Pull out each line of the records holding the string "info".

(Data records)
┄┄┄┄┄┄┄┄┄┄┄┄┄┄┄┄┄┄┄┄

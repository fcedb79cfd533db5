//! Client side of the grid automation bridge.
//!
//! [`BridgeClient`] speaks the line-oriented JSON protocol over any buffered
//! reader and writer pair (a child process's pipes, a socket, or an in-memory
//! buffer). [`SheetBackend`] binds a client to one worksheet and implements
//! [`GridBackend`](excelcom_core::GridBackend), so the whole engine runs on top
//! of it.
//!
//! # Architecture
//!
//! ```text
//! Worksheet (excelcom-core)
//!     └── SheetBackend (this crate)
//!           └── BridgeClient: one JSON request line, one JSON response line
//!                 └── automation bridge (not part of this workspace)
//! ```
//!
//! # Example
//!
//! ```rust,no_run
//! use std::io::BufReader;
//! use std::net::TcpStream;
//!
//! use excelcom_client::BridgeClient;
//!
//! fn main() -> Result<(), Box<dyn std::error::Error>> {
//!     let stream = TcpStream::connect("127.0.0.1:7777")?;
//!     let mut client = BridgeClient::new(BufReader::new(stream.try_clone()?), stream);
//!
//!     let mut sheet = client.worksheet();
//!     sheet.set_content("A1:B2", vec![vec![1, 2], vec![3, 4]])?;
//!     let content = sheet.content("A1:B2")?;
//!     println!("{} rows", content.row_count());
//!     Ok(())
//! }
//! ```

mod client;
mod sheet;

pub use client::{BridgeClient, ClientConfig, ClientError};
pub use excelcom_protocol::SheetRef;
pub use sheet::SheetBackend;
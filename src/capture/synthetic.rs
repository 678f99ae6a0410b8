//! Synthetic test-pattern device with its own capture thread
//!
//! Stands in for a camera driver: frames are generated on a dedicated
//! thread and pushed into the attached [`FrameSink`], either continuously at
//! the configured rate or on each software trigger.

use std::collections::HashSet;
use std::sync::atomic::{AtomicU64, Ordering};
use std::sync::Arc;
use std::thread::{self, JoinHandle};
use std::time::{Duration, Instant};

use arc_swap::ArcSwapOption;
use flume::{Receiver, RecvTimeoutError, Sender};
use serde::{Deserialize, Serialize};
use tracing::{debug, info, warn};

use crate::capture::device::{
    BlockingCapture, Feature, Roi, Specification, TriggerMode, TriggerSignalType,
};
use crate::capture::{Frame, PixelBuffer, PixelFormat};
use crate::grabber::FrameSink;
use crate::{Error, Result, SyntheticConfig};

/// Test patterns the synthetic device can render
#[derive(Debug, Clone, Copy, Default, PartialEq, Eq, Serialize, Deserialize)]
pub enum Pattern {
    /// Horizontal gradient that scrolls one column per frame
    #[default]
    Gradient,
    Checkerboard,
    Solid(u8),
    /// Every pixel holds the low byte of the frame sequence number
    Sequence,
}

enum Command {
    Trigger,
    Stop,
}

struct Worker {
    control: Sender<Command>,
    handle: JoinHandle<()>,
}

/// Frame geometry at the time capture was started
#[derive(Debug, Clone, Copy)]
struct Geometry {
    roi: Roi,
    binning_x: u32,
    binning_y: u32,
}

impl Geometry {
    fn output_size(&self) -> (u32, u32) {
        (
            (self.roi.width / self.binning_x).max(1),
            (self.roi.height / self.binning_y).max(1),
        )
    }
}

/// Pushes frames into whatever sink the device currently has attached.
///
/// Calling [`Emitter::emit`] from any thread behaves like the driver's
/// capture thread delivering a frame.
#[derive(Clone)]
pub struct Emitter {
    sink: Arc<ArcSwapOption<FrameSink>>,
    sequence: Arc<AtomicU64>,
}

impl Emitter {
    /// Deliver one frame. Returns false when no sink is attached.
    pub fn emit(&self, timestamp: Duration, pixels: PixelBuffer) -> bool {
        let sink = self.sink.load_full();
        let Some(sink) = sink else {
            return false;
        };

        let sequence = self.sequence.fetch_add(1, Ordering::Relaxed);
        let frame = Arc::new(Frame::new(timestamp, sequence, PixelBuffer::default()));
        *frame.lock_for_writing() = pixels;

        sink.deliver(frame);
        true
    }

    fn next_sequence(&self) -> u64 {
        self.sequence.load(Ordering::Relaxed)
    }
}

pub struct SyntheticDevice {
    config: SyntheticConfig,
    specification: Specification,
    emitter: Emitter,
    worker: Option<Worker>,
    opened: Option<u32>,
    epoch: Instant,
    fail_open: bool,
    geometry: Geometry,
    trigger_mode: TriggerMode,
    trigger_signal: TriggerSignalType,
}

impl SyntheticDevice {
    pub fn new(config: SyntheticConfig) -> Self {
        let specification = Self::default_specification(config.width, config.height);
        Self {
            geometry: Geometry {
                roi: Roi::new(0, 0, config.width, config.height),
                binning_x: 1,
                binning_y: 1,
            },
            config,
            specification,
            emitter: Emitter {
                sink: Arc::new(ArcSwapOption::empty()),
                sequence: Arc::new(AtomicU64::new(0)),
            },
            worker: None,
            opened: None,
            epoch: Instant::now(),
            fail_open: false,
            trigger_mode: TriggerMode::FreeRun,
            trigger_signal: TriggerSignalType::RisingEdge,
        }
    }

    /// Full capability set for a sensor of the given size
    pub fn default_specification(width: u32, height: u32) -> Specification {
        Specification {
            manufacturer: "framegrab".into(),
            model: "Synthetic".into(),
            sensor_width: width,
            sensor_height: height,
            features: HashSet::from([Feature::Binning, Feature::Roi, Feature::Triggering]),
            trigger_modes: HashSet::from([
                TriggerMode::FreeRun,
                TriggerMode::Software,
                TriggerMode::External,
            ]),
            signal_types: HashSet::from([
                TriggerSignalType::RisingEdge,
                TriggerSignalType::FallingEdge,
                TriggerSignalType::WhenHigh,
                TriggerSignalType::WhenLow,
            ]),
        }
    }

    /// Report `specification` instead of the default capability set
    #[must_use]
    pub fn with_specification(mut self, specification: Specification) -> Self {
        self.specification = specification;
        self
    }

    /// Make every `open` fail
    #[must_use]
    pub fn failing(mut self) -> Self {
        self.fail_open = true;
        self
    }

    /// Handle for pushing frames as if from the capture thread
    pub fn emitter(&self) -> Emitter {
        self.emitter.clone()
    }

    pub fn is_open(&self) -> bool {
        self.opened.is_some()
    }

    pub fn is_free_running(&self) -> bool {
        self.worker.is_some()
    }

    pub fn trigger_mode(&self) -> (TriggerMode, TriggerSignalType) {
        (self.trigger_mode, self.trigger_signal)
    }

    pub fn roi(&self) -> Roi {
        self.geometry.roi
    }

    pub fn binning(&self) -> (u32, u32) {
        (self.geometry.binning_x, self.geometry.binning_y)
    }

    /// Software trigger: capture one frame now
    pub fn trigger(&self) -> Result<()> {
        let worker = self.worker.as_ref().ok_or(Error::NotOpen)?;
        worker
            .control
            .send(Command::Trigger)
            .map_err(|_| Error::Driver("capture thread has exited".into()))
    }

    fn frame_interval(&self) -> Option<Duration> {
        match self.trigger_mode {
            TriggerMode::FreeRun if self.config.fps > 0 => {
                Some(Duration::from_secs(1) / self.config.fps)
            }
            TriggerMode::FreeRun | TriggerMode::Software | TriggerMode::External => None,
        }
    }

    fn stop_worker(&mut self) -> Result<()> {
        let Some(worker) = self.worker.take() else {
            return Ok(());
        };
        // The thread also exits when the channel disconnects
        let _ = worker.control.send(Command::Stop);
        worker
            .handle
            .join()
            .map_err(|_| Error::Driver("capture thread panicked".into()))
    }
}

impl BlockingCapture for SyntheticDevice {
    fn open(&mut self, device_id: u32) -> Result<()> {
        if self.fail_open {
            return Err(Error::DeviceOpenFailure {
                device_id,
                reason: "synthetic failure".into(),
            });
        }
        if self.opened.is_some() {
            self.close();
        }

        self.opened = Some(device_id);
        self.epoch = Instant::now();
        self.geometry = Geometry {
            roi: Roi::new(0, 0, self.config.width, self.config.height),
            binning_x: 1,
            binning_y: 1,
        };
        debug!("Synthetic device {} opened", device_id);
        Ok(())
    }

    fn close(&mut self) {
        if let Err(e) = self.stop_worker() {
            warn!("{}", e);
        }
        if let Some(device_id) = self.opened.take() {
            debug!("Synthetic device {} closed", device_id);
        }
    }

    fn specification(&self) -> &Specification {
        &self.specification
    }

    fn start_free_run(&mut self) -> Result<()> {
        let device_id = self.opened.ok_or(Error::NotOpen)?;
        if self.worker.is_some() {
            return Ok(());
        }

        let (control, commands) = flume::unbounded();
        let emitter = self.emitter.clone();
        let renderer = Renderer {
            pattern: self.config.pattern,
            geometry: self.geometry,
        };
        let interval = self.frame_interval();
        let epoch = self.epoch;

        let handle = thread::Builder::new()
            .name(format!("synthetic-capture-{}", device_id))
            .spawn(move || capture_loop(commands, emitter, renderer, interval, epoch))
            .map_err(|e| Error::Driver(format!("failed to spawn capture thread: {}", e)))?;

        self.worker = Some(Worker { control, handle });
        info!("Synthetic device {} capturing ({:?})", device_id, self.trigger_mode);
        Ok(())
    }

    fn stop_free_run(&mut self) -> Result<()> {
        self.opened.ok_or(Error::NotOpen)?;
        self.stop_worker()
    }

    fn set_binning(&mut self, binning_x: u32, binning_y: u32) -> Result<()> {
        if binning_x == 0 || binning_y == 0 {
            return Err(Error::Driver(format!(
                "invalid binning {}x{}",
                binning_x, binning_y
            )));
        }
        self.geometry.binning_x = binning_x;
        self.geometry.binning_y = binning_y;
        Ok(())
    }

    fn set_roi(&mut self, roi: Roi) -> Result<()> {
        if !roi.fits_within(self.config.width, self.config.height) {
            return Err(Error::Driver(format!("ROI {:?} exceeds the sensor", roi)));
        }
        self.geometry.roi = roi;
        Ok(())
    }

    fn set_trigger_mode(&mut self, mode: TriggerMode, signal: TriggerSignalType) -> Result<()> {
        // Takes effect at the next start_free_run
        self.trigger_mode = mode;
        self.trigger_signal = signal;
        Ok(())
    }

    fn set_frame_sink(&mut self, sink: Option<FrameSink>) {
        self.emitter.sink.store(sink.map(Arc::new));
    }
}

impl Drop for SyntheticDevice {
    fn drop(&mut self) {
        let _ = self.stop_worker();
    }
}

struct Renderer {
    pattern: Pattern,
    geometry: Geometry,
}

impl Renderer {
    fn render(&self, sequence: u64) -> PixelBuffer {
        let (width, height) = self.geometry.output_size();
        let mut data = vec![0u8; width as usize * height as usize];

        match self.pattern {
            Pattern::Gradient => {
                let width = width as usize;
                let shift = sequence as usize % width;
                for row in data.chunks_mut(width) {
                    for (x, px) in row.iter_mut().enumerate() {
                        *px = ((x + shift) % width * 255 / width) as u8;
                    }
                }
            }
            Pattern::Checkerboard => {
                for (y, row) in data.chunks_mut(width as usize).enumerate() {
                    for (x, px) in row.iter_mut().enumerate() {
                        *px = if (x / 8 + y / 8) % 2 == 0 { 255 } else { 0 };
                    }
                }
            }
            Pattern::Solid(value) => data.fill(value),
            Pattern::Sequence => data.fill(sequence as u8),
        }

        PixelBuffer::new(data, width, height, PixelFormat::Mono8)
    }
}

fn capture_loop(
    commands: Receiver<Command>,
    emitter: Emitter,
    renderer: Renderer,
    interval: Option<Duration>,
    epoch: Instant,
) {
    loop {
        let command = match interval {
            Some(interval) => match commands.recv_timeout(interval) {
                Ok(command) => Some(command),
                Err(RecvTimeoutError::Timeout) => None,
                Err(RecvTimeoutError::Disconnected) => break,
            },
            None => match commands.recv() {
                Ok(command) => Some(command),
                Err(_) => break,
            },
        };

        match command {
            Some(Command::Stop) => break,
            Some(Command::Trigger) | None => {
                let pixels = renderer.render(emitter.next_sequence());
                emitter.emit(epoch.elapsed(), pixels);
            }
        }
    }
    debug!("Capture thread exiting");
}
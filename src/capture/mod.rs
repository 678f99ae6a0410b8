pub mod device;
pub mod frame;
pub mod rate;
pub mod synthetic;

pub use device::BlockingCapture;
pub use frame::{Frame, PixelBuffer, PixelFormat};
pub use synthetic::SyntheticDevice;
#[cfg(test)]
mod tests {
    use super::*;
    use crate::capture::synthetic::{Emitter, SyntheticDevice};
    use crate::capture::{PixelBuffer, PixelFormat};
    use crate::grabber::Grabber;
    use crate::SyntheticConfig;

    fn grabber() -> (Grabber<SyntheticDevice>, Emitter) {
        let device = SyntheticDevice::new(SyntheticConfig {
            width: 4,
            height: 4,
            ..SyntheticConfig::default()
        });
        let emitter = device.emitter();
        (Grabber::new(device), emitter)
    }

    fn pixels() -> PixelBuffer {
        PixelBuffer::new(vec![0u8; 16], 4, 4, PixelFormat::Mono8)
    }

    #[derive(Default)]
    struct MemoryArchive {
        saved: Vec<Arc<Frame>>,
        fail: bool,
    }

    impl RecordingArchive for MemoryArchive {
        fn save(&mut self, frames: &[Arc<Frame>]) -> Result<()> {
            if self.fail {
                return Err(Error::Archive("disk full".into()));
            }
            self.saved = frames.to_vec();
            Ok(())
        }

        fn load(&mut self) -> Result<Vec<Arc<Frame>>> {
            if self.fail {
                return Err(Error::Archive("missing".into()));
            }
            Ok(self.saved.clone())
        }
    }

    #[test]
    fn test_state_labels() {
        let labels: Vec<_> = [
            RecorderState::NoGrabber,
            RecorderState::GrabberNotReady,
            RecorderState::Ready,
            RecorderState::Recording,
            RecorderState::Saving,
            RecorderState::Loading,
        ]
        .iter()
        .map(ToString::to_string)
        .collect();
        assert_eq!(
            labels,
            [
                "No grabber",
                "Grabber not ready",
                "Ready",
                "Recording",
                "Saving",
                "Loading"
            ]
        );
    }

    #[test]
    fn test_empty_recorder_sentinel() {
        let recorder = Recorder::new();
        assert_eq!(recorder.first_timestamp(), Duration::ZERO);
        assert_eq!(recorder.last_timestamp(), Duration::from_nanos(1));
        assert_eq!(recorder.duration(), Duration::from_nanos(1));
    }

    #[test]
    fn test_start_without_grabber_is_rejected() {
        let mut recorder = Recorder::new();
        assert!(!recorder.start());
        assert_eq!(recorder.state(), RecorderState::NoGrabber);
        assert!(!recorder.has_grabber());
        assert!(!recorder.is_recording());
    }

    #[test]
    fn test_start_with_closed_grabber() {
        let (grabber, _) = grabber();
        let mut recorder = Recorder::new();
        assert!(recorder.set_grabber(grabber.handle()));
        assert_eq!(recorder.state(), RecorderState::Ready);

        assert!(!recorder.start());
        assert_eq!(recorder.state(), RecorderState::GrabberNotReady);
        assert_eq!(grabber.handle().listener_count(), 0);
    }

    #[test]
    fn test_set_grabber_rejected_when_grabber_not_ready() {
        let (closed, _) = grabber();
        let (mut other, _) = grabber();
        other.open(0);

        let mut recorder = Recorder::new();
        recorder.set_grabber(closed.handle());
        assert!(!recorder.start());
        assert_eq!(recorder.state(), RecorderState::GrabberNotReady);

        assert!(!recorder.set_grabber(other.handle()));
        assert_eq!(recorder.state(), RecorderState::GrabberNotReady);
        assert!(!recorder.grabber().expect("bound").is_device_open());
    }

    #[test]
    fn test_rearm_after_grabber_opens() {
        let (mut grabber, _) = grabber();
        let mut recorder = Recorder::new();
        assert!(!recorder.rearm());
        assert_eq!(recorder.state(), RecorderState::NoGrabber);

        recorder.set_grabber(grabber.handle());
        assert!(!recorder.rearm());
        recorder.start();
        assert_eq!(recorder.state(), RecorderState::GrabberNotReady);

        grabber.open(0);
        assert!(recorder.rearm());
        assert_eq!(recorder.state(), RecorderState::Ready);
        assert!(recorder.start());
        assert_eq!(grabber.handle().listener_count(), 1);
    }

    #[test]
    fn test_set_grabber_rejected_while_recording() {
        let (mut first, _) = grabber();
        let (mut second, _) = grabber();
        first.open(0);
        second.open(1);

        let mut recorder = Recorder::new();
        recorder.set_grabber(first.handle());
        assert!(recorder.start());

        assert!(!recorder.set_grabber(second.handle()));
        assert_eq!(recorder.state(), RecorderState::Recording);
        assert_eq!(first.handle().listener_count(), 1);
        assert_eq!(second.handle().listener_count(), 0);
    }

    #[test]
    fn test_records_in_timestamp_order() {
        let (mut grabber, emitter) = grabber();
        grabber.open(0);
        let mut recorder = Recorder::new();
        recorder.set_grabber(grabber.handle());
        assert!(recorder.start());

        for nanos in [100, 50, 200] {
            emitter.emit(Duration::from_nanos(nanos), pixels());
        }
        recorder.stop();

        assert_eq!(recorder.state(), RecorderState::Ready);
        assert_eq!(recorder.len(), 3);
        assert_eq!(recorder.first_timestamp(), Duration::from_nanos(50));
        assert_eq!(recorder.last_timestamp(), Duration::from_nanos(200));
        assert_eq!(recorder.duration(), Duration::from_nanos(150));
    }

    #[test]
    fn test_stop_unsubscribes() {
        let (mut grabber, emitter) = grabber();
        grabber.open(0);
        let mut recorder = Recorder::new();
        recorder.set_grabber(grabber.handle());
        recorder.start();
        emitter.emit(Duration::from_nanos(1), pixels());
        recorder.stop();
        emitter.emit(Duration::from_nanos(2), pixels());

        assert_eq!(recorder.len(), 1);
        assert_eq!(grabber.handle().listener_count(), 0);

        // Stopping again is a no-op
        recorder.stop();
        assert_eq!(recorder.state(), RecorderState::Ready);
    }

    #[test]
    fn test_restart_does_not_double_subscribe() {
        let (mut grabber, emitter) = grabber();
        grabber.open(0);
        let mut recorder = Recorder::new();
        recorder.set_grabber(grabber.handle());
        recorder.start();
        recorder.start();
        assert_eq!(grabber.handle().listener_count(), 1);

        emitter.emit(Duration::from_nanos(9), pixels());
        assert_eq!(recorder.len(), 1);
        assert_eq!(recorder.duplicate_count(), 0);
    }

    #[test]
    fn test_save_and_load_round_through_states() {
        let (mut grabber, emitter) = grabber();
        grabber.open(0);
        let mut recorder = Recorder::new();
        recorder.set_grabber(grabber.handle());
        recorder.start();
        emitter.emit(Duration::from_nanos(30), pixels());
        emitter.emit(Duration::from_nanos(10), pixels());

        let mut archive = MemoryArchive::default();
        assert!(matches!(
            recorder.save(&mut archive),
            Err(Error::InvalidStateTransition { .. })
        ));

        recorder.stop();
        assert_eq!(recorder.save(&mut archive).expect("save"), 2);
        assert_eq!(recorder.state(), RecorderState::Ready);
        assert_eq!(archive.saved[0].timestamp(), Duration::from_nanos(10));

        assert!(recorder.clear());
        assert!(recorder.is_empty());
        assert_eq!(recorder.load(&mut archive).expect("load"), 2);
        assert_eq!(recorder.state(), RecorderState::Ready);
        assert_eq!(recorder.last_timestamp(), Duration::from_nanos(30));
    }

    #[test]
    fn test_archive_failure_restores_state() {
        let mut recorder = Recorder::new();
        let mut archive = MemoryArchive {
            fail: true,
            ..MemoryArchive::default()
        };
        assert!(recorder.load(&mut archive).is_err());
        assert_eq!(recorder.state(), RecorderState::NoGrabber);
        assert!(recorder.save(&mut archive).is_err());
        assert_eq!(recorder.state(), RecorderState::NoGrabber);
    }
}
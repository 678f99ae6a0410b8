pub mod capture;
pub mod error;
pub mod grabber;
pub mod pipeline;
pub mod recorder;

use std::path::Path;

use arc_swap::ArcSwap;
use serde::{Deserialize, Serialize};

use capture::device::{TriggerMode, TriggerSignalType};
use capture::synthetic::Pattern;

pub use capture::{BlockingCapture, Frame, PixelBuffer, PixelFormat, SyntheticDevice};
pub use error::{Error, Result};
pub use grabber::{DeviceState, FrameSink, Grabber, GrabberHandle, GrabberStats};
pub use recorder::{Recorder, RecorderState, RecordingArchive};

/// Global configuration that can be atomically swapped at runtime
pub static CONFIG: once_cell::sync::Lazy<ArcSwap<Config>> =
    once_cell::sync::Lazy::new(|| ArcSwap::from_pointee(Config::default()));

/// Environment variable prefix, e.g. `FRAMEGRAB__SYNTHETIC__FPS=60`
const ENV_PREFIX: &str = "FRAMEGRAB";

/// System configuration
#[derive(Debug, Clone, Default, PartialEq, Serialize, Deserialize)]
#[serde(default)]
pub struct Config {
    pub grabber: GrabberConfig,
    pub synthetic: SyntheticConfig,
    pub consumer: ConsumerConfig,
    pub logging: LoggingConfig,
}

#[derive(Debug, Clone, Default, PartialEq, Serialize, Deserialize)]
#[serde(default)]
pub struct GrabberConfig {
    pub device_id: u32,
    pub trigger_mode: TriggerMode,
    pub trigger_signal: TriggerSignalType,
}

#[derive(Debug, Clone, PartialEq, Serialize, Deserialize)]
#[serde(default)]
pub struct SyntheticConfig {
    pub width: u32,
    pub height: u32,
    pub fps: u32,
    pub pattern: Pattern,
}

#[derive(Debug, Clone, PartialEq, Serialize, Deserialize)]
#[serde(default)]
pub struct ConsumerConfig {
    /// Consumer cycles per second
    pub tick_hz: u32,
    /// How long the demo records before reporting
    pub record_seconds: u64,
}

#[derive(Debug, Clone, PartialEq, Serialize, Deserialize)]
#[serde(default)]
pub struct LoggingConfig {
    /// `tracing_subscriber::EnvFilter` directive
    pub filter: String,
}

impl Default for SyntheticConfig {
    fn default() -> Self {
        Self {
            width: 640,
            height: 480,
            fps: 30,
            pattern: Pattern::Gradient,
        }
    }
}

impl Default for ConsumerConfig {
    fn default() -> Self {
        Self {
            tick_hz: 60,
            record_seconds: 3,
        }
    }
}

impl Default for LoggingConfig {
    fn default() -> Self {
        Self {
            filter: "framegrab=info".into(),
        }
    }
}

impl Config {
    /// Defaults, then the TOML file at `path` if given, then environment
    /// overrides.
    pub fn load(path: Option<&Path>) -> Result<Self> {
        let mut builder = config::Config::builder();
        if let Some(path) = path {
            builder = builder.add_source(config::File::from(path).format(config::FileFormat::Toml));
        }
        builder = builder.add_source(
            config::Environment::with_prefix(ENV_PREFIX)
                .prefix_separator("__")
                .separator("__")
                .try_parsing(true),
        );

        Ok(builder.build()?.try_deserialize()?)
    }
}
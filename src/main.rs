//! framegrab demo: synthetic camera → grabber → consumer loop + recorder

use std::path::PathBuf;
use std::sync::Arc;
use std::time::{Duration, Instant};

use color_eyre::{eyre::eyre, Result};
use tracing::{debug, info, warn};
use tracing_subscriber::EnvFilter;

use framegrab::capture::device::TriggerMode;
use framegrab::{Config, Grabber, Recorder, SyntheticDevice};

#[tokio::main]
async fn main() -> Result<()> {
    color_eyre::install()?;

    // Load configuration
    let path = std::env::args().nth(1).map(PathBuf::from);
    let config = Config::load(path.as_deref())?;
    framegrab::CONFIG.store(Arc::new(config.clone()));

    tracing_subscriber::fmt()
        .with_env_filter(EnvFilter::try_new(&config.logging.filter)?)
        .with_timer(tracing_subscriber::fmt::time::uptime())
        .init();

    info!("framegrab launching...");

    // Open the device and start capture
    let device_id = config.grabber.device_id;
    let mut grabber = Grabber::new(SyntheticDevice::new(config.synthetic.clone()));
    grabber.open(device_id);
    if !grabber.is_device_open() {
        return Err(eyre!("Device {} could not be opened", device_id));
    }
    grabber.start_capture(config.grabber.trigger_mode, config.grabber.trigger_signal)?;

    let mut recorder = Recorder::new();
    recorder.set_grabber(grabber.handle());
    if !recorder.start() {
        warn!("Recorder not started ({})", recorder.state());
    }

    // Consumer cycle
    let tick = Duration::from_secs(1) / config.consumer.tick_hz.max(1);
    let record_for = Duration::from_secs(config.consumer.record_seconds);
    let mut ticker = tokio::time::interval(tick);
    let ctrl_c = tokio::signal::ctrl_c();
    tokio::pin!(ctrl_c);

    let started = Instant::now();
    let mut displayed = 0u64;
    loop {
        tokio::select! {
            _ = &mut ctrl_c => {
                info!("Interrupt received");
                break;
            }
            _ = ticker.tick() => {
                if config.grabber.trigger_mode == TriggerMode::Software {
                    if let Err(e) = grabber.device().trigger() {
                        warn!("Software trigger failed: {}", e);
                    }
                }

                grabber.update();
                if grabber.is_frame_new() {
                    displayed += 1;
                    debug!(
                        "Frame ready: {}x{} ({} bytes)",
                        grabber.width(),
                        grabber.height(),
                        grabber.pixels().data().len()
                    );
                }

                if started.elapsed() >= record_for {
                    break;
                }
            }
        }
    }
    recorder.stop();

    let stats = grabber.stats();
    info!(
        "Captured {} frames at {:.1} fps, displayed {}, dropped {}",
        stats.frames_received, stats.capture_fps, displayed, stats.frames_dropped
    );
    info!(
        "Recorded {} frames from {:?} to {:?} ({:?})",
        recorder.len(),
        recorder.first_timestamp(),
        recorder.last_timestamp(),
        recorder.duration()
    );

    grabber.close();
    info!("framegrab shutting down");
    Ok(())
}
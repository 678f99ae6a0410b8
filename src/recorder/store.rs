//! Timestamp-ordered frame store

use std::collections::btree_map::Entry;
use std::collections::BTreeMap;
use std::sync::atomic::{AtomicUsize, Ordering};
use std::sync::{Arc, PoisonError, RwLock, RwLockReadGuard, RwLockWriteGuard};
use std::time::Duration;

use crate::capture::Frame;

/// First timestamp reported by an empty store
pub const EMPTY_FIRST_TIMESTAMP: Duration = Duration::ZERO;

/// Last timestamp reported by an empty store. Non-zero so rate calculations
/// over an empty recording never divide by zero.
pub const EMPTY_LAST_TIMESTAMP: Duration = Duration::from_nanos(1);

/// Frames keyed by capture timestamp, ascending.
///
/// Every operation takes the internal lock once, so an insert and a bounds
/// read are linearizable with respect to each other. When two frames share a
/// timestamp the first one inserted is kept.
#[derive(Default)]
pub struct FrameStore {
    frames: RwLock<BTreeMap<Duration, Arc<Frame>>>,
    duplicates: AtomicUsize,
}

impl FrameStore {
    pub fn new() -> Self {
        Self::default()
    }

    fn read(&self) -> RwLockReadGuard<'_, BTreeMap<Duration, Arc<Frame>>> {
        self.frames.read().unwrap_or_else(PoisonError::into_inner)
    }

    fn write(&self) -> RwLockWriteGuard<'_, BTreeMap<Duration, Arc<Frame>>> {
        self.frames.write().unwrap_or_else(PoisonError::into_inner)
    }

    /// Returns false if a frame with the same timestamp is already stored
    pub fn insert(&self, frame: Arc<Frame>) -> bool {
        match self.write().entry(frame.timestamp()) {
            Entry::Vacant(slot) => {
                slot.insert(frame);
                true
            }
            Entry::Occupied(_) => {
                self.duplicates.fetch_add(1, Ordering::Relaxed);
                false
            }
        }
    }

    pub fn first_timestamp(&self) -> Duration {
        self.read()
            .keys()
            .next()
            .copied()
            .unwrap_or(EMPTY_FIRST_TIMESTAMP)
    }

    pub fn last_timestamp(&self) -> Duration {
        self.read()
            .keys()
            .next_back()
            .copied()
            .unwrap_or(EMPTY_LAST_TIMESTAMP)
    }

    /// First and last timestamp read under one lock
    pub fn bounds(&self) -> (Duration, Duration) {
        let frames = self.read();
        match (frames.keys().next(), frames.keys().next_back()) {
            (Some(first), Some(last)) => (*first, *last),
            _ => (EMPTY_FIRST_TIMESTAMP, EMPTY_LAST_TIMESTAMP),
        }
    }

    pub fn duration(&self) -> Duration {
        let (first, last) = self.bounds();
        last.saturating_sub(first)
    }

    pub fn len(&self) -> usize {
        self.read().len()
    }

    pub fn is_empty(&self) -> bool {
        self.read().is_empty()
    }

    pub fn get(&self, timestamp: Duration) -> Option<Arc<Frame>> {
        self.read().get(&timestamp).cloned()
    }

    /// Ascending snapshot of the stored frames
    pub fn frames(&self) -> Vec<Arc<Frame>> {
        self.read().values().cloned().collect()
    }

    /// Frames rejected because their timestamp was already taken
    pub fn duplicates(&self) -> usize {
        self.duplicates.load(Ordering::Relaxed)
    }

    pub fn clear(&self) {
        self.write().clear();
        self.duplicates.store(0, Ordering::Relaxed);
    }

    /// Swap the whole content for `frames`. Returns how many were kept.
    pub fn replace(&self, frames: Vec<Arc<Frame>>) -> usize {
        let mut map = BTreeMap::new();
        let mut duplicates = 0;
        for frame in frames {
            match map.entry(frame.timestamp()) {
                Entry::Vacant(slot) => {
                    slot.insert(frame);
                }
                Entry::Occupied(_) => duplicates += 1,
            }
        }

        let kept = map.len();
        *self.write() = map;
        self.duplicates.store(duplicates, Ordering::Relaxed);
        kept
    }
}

┄┄┄┄┄┄┄┄┄┄┄┄┄┄┄┄┄┄┄┄

Answer below ::
use tracing::{debug, info, warn};
        info!("Synthetic device {} capturing ({:?})", device_id, self.trigger_mode);
            filter: "framegrab=info".into(),
use tracing::{debug, info, warn};
    info!("framegrab launching...");
                info!("Interrupt received");
    info!(
    info!(
    info!("framegrab shutting down");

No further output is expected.